Ryan ducked behind an old cotton candy cart as fists and bullets flew.
And then, chaos.
He rolled, punched, jabbed, dodged. Elbow to a solar plexus. Knee to a shin. A full spin move that would've gotten him kicked out of a yoga class.
One guy swung a bat at his head. Ryan sidestepped, grabbed a length of old licorice rope, and lassoed the thug's ankles in a single, fluid motion.
THUD. Flat on the floor.
"Five seconds. That's a new personal best," Ryan said to no one in particular. "Somebody give me a gold star and a juice box."
A gunshot cracked.
Ryan dove behind a gumball machine just as bullets chewed up the floor where he'd been standing.

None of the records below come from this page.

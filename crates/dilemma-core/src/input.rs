//! Input normalizer
//!
//! Turns a pasted table (one player per line, comma-separated cells, `#`
//! starting a trailing comment inside a cell) into a typed [`Roster`].
//! Normalization is all-or-nothing: the first faulty cell rejects the whole
//! table and no partial roster is returned.

use serde::{Deserialize, Serialize};
use crate::error::{Fault, Mode, NormalizeError};
use crate::strategy::StrategyVector;

/// Columns in a strategy row: name plus p1..p4
pub const STRATEGY_COLUMNS: usize = 5;

/// One cell after trimming and comment stripping
#[derive(Clone, Debug, PartialEq)]
pub enum Cell {
    Name(String),
    Number(f64),
    Invalid(Fault),
}

#[derive(Clone, Debug, PartialEq, Serialize, Deserialize)]
pub struct StrategyPlayer {
    pub name: String,
    pub strategy: StrategyVector,
}

#[derive(Clone, Debug, PartialEq, Serialize, Deserialize)]
pub struct ResultPlayer {
    pub name: String,
    /// One payoff per opponent, self included, in roster order
    pub results: Vec<f64>,
}

/// Players of one session; a session never mixes the two kinds
#[derive(Clone, Debug, PartialEq, Serialize, Deserialize)]
pub enum Roster {
    Strategies(Vec<StrategyPlayer>),
    ResultMatrix(Vec<ResultPlayer>),
}

impl Roster {
    pub fn mode(&self) -> Mode {
        match self {
            Roster::Strategies(_) => Mode::Strategies,
            Roster::ResultMatrix(_) => Mode::ResultMatrix,
        }
    }

    pub fn len(&self) -> usize {
        match self {
            Roster::Strategies(players) => players.len(),
            Roster::ResultMatrix(players) => players.len(),
        }
    }

    pub fn is_empty(&self) -> bool {
        self.len() == 0
    }

    pub fn names(&self) -> Vec<String> {
        match self {
            Roster::Strategies(players) => players.iter().map(|p| p.name.clone()).collect(),
            Roster::ResultMatrix(players) => players.iter().map(|p| p.name.clone()).collect(),
        }
    }
}

/// Parse a numeric cell: a plain decimal or a single `a/b` division.
///
/// Empty text and non-finite results (`1/0`, `inf`, `NaN`) are rejected.
pub fn parse_number(text: &str) -> Option<f64> {
    let value = match text.split_once('/') {
        Some((_, denominator)) if denominator.contains('/') => return None,
        Some((numerator, denominator)) => parse_plain(numerator)? / parse_plain(denominator)?,
        None => parse_plain(text)?,
    };
    value.is_finite().then_some(value)
}

fn parse_plain(text: &str) -> Option<f64> {
    let text = text.trim();
    if text.is_empty() {
        return None;
    }
    text.parse::<f64>().ok()
}

/// Cut a cell at its first `#` and trim what is left
fn strip_comment(raw: &str) -> &str {
    raw.split_once('#').map_or(raw, |(head, _)| head).trim()
}

/// Resolve a row's cells; column 0 is the name, the rest are numbers
fn resolve_row(line: u64, cells: &[String]) -> Vec<Cell> {
    cells
        .iter()
        .enumerate()
        .map(|(i, text)| match i {
            0 if text.is_empty() => Cell::Invalid(Fault::EmptyName { line }),
            0 => Cell::Name(text.clone()),
            _ => match parse_number(text) {
                Some(value) => Cell::Number(value),
                None => Cell::Invalid(Fault::NotANumber {
                    line,
                    column: i + 1,
                    text: text.clone(),
                }),
            },
        })
        .collect()
}

/// Split resolved cells into name and numbers, surfacing the first fault
fn assemble(cells: Vec<Cell>) -> Result<(String, Vec<f64>), Fault> {
    let mut name = String::new();
    let mut numbers = Vec::with_capacity(cells.len().saturating_sub(1));
    for cell in cells {
        match cell {
            Cell::Name(text) => name = text,
            Cell::Number(value) => numbers.push(value),
            Cell::Invalid(fault) => return Err(fault),
        }
    }
    Ok((name, numbers))
}

/// Read lines and cells; each row is (1-based line, stripped cells)
fn read_rows(text: &str) -> Vec<(u64, Vec<String>)> {
    let text = text.strip_prefix('\u{feff}').unwrap_or(text);
    let body = text.trim();
    let leading = text.len() - text.trim_start().len();
    let offset = text[..leading].matches('\n').count() as u64;

    let mut reader = csv::ReaderBuilder::new()
        .has_headers(false)
        .flexible(true)
        .from_reader(body.as_bytes());

    // valid UTF-8 from a slice with flexible widths: records cannot fail
    let mut rows = Vec::new();
    for record in reader.records().flatten() {
        let line = record
            .position()
            .map_or(rows.len() as u64 + 1, |p| p.line())
            + offset;
        let cells = record.iter().map(|c| strip_comment(c).to_string()).collect();
        rows.push((line, cells));
    }
    rows
}

/// Normalize a strategy table: `name, p1, p2, p3, p4` per line
pub fn normalize_strategies(text: &str) -> Result<Roster, NormalizeError> {
    let mode = Mode::Strategies;
    let fail = |fault| NormalizeError { mode, fault };

    let rows = read_rows(text);
    let mut players = Vec::with_capacity(rows.len());
    for (line, cells) in rows {
        if cells.len() != STRATEGY_COLUMNS {
            return Err(fail(Fault::WrongWidth {
                line,
                expected: STRATEGY_COLUMNS,
                found: cells.len(),
            }));
        }
        let (name, numbers) = assemble(resolve_row(line, &cells)).map_err(fail)?;
        let probabilities = [numbers[0], numbers[1], numbers[2], numbers[3]];
        let strategy = StrategyVector::new(probabilities).ok_or_else(|| {
            let i = numbers.iter().position(|p| !(0.0..=1.0).contains(p)).unwrap_or(0);
            fail(Fault::OutOfRange { line, column: i + 2, value: numbers[i] })
        })?;
        players.push(StrategyPlayer { name, strategy });
    }
    log::debug!("normalized {} strategy rows", players.len());
    Ok(Roster::Strategies(players))
}

/// Normalize a result table: `name, r1 .. rN` per line, N = number of lines
pub fn normalize_result_matrix(text: &str) -> Result<Roster, NormalizeError> {
    let mode = Mode::ResultMatrix;
    let fail = |fault| NormalizeError { mode, fault };

    let rows = read_rows(text);
    let count = rows.len();
    let mut players = Vec::with_capacity(count);
    for (line, cells) in rows {
        if cells.len() != count + 1 {
            return Err(fail(Fault::DimensionMismatch {
                line,
                expected: count,
                found: cells.len().saturating_sub(1),
            }));
        }
        let (name, results) = assemble(resolve_row(line, &cells)).map_err(fail)?;
        players.push(ResultPlayer { name, results });
    }
    log::debug!("normalized {} result rows", players.len());
    Ok(Roster::ResultMatrix(players))
}

pub fn normalize(text: &str, mode: Mode) -> Result<Roster, NormalizeError> {
    match mode {
        Mode::Strategies => normalize_strategies(text),
        Mode::ResultMatrix => normalize_result_matrix(text),
    }
}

Gumballs spilled out everywhere like rainbow marbles from a clown's funeral.
Ryan whispered to himself, "Okay. No more candy puns. Time to leave before I get turned into a human piñata."
He grabbed the suitcase, shoved open a side door, and ran straight into—
Larsen.
Calm. Unbothered. Standing in the shadows with a crooked grin and the confidence of a man who's already planned five exits.

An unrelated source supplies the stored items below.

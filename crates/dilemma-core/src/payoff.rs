//! Single-round payoff configuration

use serde::{Deserialize, Serialize};
use crate::error::{PayoffError, PayoffField};
use crate::input::parse_number;
use crate::strategy::{JointState, Move};

/// Reward, Sucker, Temptation and Punishment values of one round
#[derive(Clone, Copy, Debug, PartialEq, Serialize, Deserialize)]
pub struct PayoffParameters {
    pub reward: f64,
    pub sucker: f64,
    pub temptation: f64,
    pub punishment: f64,
}

impl PayoffParameters {
    pub fn new(reward: f64, sucker: f64, temptation: f64, punishment: f64) -> Self {
        Self { reward, sucker, temptation, punishment }
    }

    /// Axelrod's tournament values: T=5, R=3, P=1, S=0
    pub fn standard() -> Self {
        Self::new(3.0, 0.0, 5.0, 1.0)
    }

    /// Years in prison as negative payoffs: T=0, R=-1, P=-2, S=-3
    pub fn traditional() -> Self {
        Self::new(-1.0, -3.0, 0.0, -2.0)
    }

    /// Parse the four fields from raw text.
    ///
    /// Accepts the same numbers as table cells, including `a/b`.
    pub fn parse(
        reward: &str,
        sucker: &str,
        temptation: &str,
        punishment: &str,
    ) -> Result<Self, PayoffError> {
        Self::standard()
            .with_field(PayoffField::Reward, reward)?
            .with_field(PayoffField::Sucker, sucker)?
            .with_field(PayoffField::Temptation, temptation)?
            .with_field(PayoffField::Punishment, punishment)
    }

    /// Replace one field with a value parsed from `raw`
    pub fn with_field(mut self, field: PayoffField, raw: &str) -> Result<Self, PayoffError> {
        let value = parse_number(raw.trim()).ok_or_else(|| PayoffError {
            field,
            text: raw.to_string(),
        })?;
        *self.field_mut(field) = value;
        Ok(self)
    }

    pub fn get(&self, field: PayoffField) -> f64 {
        match field {
            PayoffField::Reward => self.reward,
            PayoffField::Sucker => self.sucker,
            PayoffField::Temptation => self.temptation,
            PayoffField::Punishment => self.punishment,
        }
    }

    fn field_mut(&mut self, field: PayoffField) -> &mut f64 {
        match field {
            PayoffField::Reward => &mut self.reward,
            PayoffField::Sucker => &mut self.sucker,
            PayoffField::Temptation => &mut self.temptation,
            PayoffField::Punishment => &mut self.punishment,
        }
    }

    /// Row player's payoff per state CC, CD, DC, DD
    pub fn row_vector(&self) -> [f64; 4] {
        [self.reward, self.sucker, self.temptation, self.punishment]
    }

    /// Column player's payoff per state; Sucker and Temptation trade places
    pub fn column_vector(&self) -> [f64; 4] {
        [self.reward, self.temptation, self.sucker, self.punishment]
    }

    /// Returns (score_a, score_b) for one round
    pub fn score(&self, a: Move, b: Move) -> (f64, f64) {
        let state = JointState::from_moves(a, b).index();
        (self.row_vector()[state], self.column_vector()[state])
    }
}

impl Default for PayoffParameters {
    fn default() -> Self {
        Self::standard()
    }
}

"Hello, Veltrix," he said smoothly. "Nice to see you still know how to make a mess."
Ryan froze. Every instinct screamed danger. And also run, fight, and pretend you're not wearing a candy bracelet as a tactical tool.
Larsen chuckled. "You're slipping. Family life's softening you."
Ryan smiled coolly. "Yeah? Well, soft people do this—"
He punched Larsen right in the face, grabbed the suitcase, and bolted.
Cue the chase scene.
Out the back alley. Through trash bins. Over a fence.
Through a backyard birthday party where Ryan accidentally knocked over a SpongeBob-shaped cake and yelled, "Sorry! Spy stuff!"
Then through a street parade. Because of course New Orleans would be throwing a brass band party at midnight.
Ryan crashed through it like a pinball — knocking over a tuba player, grabbing a feather boa for camouflage, and ducking behind a guy in a crocodile costume.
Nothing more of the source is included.